Well when someone else mentioned to use Lucas I looked at what is was composed of. For one it doesnot mix with water/steam. Designed to use around 200 deg. Max temp 425. Boiling point of 500 deg. Viscoisity of 110. They also state to not use in an excessive heat environment. After looking at that I'll keep using the oil from Royce or Green Velvet. Both are designed for small bore locomotives, and are around a 460 viscosity


----------



## Skip (Jan 2, 2008)

Posted By Kovacjr on 02/24/2009 11:34 AM
Well when someone else mentioned to use Lucas I looked at what is was composed of. For one it doesnot mix with water/steam. Designed to use around 200 deg. Max temp 425. Boiling point of 500 deg. Viscoisity of 110. They also state to not use in an excessive heat environment. After looking at that I'll keep using the oil from Royce or Green Velvet. Both are designed for small bore locomotives, and are around a 460 viscosity







As I said, ignorance knows no bounds. 460 viscosity index - at what temperature? certainly not at 100 deg C or it wouldn't go through the pipes. Lucas is rated at 110 vi at 100deg C, the boiling point of water, and the temperature of unpressurized steam. It barely pours at room temperature. The operating temp of the cylinders is around 100 deg C in our engines - which don't run high pressure steam. It doesn't have to mix with water, and better that it doesn't. It only has to be emulsified in steam, which it does. Its designed high film strength characteristics, at the temperatures the cylinders run is right where it should be. Doesn't have the tallow to burn in the cylinders and in the superheaters. As I said before, these engines do not provide the same operating environment that steam oil is designed for. Ask Royce or the guys from Green Velvet for the model steam engineering data they used to compound their oils, or, ask Accucraft - see if they can tell you, and compare... Lucas is not being used in an "excessive heat environment". Jason, are you actually able to evaluate the specs of an oil?

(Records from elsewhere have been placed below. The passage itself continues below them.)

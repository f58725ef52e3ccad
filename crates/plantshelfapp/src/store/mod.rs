//! # Storage Layer
//!
//! Two concerns live here:
//! 1. **Entity Store** ([`entities::EntityStore`]): the in-memory canonical
//!    records, identity and monotonic timestamps.
//! 2. **Persistence collaborator** ([`backend::StorageBackend`]): loads and saves
//!    an [`InventorySnapshot`]. The core never blocks on I/O while a mutation is
//!    being validated; the API layer saves only after the mutation has been
//!    applied to a staged copy.
//!
//! ## Snapshot Format
//!
//! Only source-of-truth fields are persisted. The cell map, the children index
//! and the tag index are derived and rebuilt on load:
//!
//! ```text
//! {
//!   "version": 1,
//!   "plants": [ { "id": ..., "parent_id": ..., "position": {...}, "tags": [...] } ],
//!   "shelves": [ { "id": ..., "rows": 2, "columns": 3, "order": 0 } ]
//! }
//! ```
//!
//! ## Implementations
//!
//! - [`fs_backend::FsBackend`]: one JSON file, written atomically (tmp + rename).
//! - [`mem_backend::MemBackend`]: for tests, with write-error simulation.

use crate::model::{Plant, Shelf};
use serde::{Deserialize, Serialize};

pub mod backend;
pub mod entities;
pub mod fs_backend;
pub mod mem_backend;

pub const SNAPSHOT_VERSION: u32 = 1;

/// The persisted form of an inventory.
#[derive(Debug, Clone, PartialEq, Serialize, Deserialize)]
pub struct InventorySnapshot {
    pub version: u32,
    #[serde(default)]
    pub plants: Vec<Plant>,
    #[serde(default)]
    pub shelves: Vec<Shelf>,
}

impl Default for InventorySnapshot {
    fn default() -> Self {
        Self {
            version: SNAPSHOT_VERSION,
            plants: Vec::new(),
            shelves: Vec::new(),
        }
    }
}
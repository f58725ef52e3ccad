//! # Configuration
//!
//! Settings are declared with [`confique`] and resolved in priority order:
//! 1. **Environment variables**: `PLANTSHELF_DATA_FILE`, `PLANTSHELF_DEFAULT_VISIBILITY`, ...
//! 2. **Config file**: `plantshelf.toml` in the data directory, when present.
//! 3. **Compiled defaults**: `#[config(default = ...)]`.
//!
//! ## Available Settings
//!
//! | Key | Default | Description |
//! |-----|---------|-------------|
//! | `data_file` | `inventory.json` | Snapshot file name inside the data directory |
//! | `default_visibility` | `private` | Visibility of newly created plants |
//! | `watering_interval_days` | `7` | Gap between a watering and the next due date |
//! | `max_tag_length` | `64` | Longest accepted tag, in characters |

use crate::error::{InventoryError, Result};
use crate::model::{UnknownVisibility, Visibility};
use crate::tags::DEFAULT_MAX_TAG_LENGTH;
use confique::Config;
use serde::{Deserialize, Serialize};
use std::path::Path;

pub const CONFIG_FILE_NAME: &str = "plantshelf.toml";

/// Longest accepted gap between waterings, ten years.
pub const MAX_WATERING_INTERVAL_DAYS: u32 = 3650;

fn parse_visibility(raw: &str) -> std::result::Result<Visibility, UnknownVisibility> {
    raw.parse()
}

#[derive(Config, Serialize, Deserialize, Debug, Clone, PartialEq, Eq)]
pub struct PlantShelfConfig {
    /// Snapshot file name, relative to the data directory.
    #[config(env = "PLANTSHELF_DATA_FILE", default = "inventory.json")]
    pub data_file: String,

    /// Visibility given to plants created without an explicit one.
    #[config(
        env = "PLANTSHELF_DEFAULT_VISIBILITY",
        parse_env = parse_visibility,
        default = "private"
    )]
    pub default_visibility: Visibility,

    /// Days between a watering and the next due date.
    #[config(env = "PLANTSHELF_WATERING_INTERVAL_DAYS", default = 7)]
    pub watering_interval_days: u32,

    #[config(env = "PLANTSHELF_MAX_TAG_LENGTH", default = 64)]
    pub max_tag_length: usize,
}

impl Default for PlantShelfConfig {
    fn default() -> Self {
        Self {
            data_file: "inventory.json".to_string(),
            default_visibility: Visibility::Private,
            watering_interval_days: 7,
            max_tag_length: DEFAULT_MAX_TAG_LENGTH,
        }
    }
}

impl PlantShelfConfig {
    /// Loads settings from the environment and `<data_dir>/plantshelf.toml`.
    pub fn load(data_dir: &Path) -> Result<Self> {
        let config = Self::builder()
            .env()
            .file(data_dir.join(CONFIG_FILE_NAME))
            .load()
            .map_err(|e| InventoryError::invalid(format!("configuration: {}", e)))?;
        config.validate()?;
        Ok(config)
    }

    pub fn validate(&self) -> Result<()> {
        if self.data_file.trim().is_empty() {
            return Err(InventoryError::invalid("data_file cannot be empty"));
        }
        if self.watering_interval_days == 0 || self.watering_interval_days > MAX_WATERING_INTERVAL_DAYS {
            return Err(InventoryError::invalid(format!(
                "watering_interval_days must be between 1 and {}",
                MAX_WATERING_INTERVAL_DAYS
            )));
        }
        if self.max_tag_length == 0 {
            return Err(InventoryError::invalid("max_tag_length must be at least 1"));
        }
        Ok(())
    }
}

Roundhouse recommends "steam bearing oil ISO 220" which isn't even a steam cylinder oil, with a viscosity of 220 at unknown temperature (don't know what temp ISO std is measured at). The point is, there are many products to run these engines on, because most of them have low requirements. All you know about most of the "steam oils" sold for model steam engines is that they what "somebody" says is right for the engine, which in most cases translates to "it didn't burn it up". 


I've run my three Accucraft engines on Lucas from day one, because oil was not supplied with them (shipping restrictions, apparently) and there was none to be had locally. Each one was brought up carefully on the Lucas and carefully monitored for lubrication - all have behaved perfectly. Since then, I've had the opportunity to use "real" steam oil ("might" be Green Velvet, because it is green), and frankly, the Lucas is better in my engines. That's just my opinion, not everybody's experience will be the same. More complex steam systems than Accucraft may have different requirements, especially in more complicated valving.


----------



## hcampbell (Jan 2, 2008)

I've tried a 50-50 mix of steam oil in an old loco that is so worn it wouldn't run well on straight steam oil. 
This was to be just until I got around to a rebuild. It worked so well that it was about 10 years before I needed 
to schedule that rebuild. 
No science or research, just a practical observation. 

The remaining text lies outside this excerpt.